So, this is weird. At some point before a city council committee meeting yesterday, Jean Godden apparently started giving a shit about this homeless encampment legislation her colleagues have been working on for the last month.
As Seattlish has already pointed out, Godden "rolled up" mid-way through the meeting where her fellow council members were discussing amendments to the encampment bill, including one big one. That amendment, introduced by Council Member Kshama Sawant, would have directed the city to do an environmental review, at some point in the future, of allowing encampments in residential areas.
Council President Tim Burgess and Council Member Sally Clark were sure to be in the “no” camp, and Sawant, Nick Licata, and Mike O’Brien were “yes” votes. To make it out of committee and on to the full council, the idea needed a majority and Godden's "no" killed that possibility.
Again: This amendment was not even about allowing something new. It was a study about the possibility of some day allowing something. Ugh.
Before the vote, O’Brien asked Godden—who voted against encampments last time this came before the council—if she had anything to say. She replied, “Nothing in particular, just wanted to be part of the decision making.”
This was all so strange because, as O’Brien pointed out to her, Godden hasn’t been at the previous meetings about this homeless encampments legislation.
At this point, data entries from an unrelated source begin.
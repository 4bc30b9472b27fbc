//! Error Types

use thiserror::Error;

/// Main error type
#[derive(Debug, Clone, Error)]
pub enum PcmWavError {
    #[error("Audio error: {message}")]
    Audio { message: String },

    #[error("Decode error: {message}")]
    Decode { message: String },

    #[error("Empty payload: {message}")]
    EmptyPayload { message: String },

    #[error("Config error: {message}")]
    Config { message: String },

    #[error("IO error: {message}")]
    Io { message: String },
}

impl PcmWavError {
    pub fn audio<S: Into<String>>(msg: S) -> Self { Self::Audio { message: msg.into() } }
    pub fn decode<S: Into<String>>(msg: S) -> Self { Self::Decode { message: msg.into() } }
    pub fn empty_payload<S: Into<String>>(msg: S) -> Self { Self::EmptyPayload { message: msg.into() } }
    pub fn config<S: Into<String>>(msg: S) -> Self { Self::Config { message: msg.into() } }
    pub fn io<S: Into<String>>(msg: S) -> Self { Self::Io { message: msg.into() } }
}

pub type Result<T> = std::result::Result<T, PcmWavError>;

impl From<std::io::Error> for PcmWavError {
    fn from(err: std::io::Error) -> Self { Self::io(err.to_string()) }
}

impl From<base64::DecodeError> for PcmWavError {
    fn from(err: base64::DecodeError) -> Self { Self::decode(format!("base64: {}", err)) }
}

#[cfg(test)]
mod tests {
    use super::*;

    #[test]
    fn test_error_display() {
        let e = PcmWavError::audio("test");
        assert!(e.to_string().contains("Audio"));

        let e = PcmWavError::empty_payload("no audio returned");
        assert_eq!(e.to_string(), "Empty payload: no audio returned");
    }

    #[test]
    fn test_io_conversion() {
        let io = std::io::Error::new(std::io::ErrorKind::NotFound, "missing.pcm");
        let e: PcmWavError = io.into();
        assert!(matches!(e, PcmWavError::Io { .. }));
        assert!(e.to_string().contains("missing.pcm"));
    }
}
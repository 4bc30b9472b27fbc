//! File conversion pipeline
//!
//! Reads PCM payloads from disk (raw or base64 text), wraps them in WAV containers
//! and writes the results. Independent files are converted on a rayon pool.

use std::path::{Path, PathBuf};
use std::time::Instant;
use rayon::prelude::*;
use crate::audio::PcmFormat;
use crate::config::Config;
use crate::error::{PcmWavError, Result};
use crate::speech;

#[derive(Debug, Clone)]
pub struct ConversionReport {
    pub payload_bytes: usize,
    pub frames: usize,
    pub duration_secs: f64,
    pub processing_time_ms: f64,
}

#[derive(Debug)]
pub struct ConversionOutcome {
    pub input: PathBuf,
    pub output: PathBuf,
    pub result: Result<ConversionReport>,
}

impl ConversionOutcome {
    pub fn is_ok(&self) -> bool {
        self.result.is_ok()
    }
}

#[derive(Debug)]
pub struct BatchConverter {
    config: Config,
    format: PcmFormat,
}

impl BatchConverter {
    pub fn new(config: Config) -> Result<Self> {
        config.validate()?;
        let format = config.format();

        if config.verbose() {
            log::info!("Converter ready: {}, {} job(s)", format, config.jobs());
        }

        Ok(Self { config, format })
    }

    pub fn format(&self) -> PcmFormat {
        self.format
    }

    /// Destination for `input`: the explicit output path, a file in the output
    /// directory, or a `.wav` sibling of the input.
    pub fn output_path_for(&self, input: &Path) -> PathBuf {
        if let Some(output) = &self.config.output_path {
            return output.clone();
        }

        let file_name = input.with_extension("wav");
        match (&self.config.output_dir, file_name.file_name()) {
            (Some(dir), Some(name)) => dir.join(name),
            _ => file_name,
        }
    }

    /// Loads the PCM payload of one input, decoding base64 text when configured.
    pub fn read_payload(&self, input: &Path) -> Result<Vec<u8>> {
        if self.config.conversion.base64_input {
            let text = std::fs::read_to_string(input)
                .map_err(|e| PcmWavError::io(format!("Cannot read {}: {}", input.display(), e)))?;
            return speech::decode_base64(&text);
        }

        let pcm = std::fs::read(input)
            .map_err(|e| PcmWavError::io(format!("Cannot read {}: {}", input.display(), e)))?;
        if pcm.is_empty() {
            return Err(PcmWavError::empty_payload(format!("{} contains no audio data", input.display())));
        }
        Ok(pcm)
    }

    pub fn convert_file(&self, input: &Path, output: &Path) -> Result<ConversionReport> {
        let start_time = Instant::now();

        let pcm = self.read_payload(input)?;
        let wav = speech::pcm_to_wav(&pcm, &self.format, self.config.conversion.strict)?;

        if let Some(parent) = output.parent() {
            if !parent.as_os_str().is_empty() {
                std::fs::create_dir_all(parent)
                    .map_err(|e| PcmWavError::io(format!("Cannot create output directory: {}", e)))?;
            }
        }

        std::fs::write(output, &wav)
            .map_err(|e| PcmWavError::io(format!("Cannot write {}: {}", output.display(), e)))?;

        log::debug!("Wrote {} ({} bytes)", output.display(), wav.len());

        Ok(ConversionReport {
            payload_bytes: pcm.len(),
            frames: self.format.frame_count(pcm.len()),
            duration_secs: self.format.duration_secs(pcm.len()),
            processing_time_ms: start_time.elapsed().as_secs_f64() * 1000.0,
        })
    }

    /// Converts every configured input. Outcomes are returned in input order.
    pub fn convert_all(&self) -> Result<Vec<ConversionOutcome>> {
        let pool = rayon::ThreadPoolBuilder::new()
            .num_threads(self.config.worker_threads())
            .build()
            .map_err(|e| PcmWavError::config(format!("Cannot build worker pool: {}", e)))?;

        let outcomes: Vec<ConversionOutcome> = pool.install(|| {
            self.config.inputs.par_iter()
                .map(|input| {
                    let output = self.output_path_for(input);
                    let result = self.convert_file(input, &output);
                    if let Err(e) = &result {
                        log::warn!("Failed to convert {}: {}", input.display(), e);
                    }
                    ConversionOutcome { input: input.clone(), output, result }
                })
                .collect()
        });

        Ok(outcomes)
    }
}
And Burgess (intentionally?) stalled the discussion until she showed up, asking O’Brien to postpone a vote on this particular amendment and take up another one first. Plus, Mayor Ed Murray, who introduced this legislation, doesn’t support allowing encampments in residential areas. He argues that’s where most of the already existing church-hosted camps are and that residential areas are farther from transit and social service providers.
Murray spokesperson Viet Shelton says the mayor was worried about the amendment for those policy reasons and because it could make the eventual full council vote on the tent encampment legislation too controversial.
“We had concerns both on policy and the fact that it could turn what we believed and hoped to be a very, very widely supported measure and potentially unanimous bill into a very unpredictable, contentious, controversial bill,” he says. “That’s something we wanted to avoid.”
So, did Murray corral his allies on the council and ask them to show up to the meeting and help kill the amendment? It appears so. Shelton says the mayor wasn’t lobbying them to vote any certain way, but that he did "inform" Godden and Council Members Sally Bagshaw and Tom Rasmussen that it was coming up at this meeting “and if they wanted to take actions they could.”
Godden told me this morning that she opposes allowing these three new encampments in residential areas because they're already allowed in residential areas if they're hosted by churches. She says she wasn’t in her office when the mayor called, but “It was relayed to me it was an important issue and one should go and check it out.”
This may not be the last we hear of this amendment. Sawant could bring it back for the full council vote, which is expected March 23. And it could become a campaign issue.
Both Michael Maddux and Taso Lagos, two of Godden's opponents for the District 4 council seat, support allowing homeless encampments in residential areas—though Lagos couches his support by saying camps should have approval from neighbors and businesses near where they would be located. (Godden's third opponent, Rob Johnson, hasn't yet responded to my request for comment.)
Maddux says he hopes it becomes a campaign battle. "How many more people do we need to have living on streets before Council Member Godden gets serious about supporting the needs of the most vulnerable among us?" Maddux asked. "It’s time for us to have a more progressive city council and that's going to be a city council that does not include Jean Godden."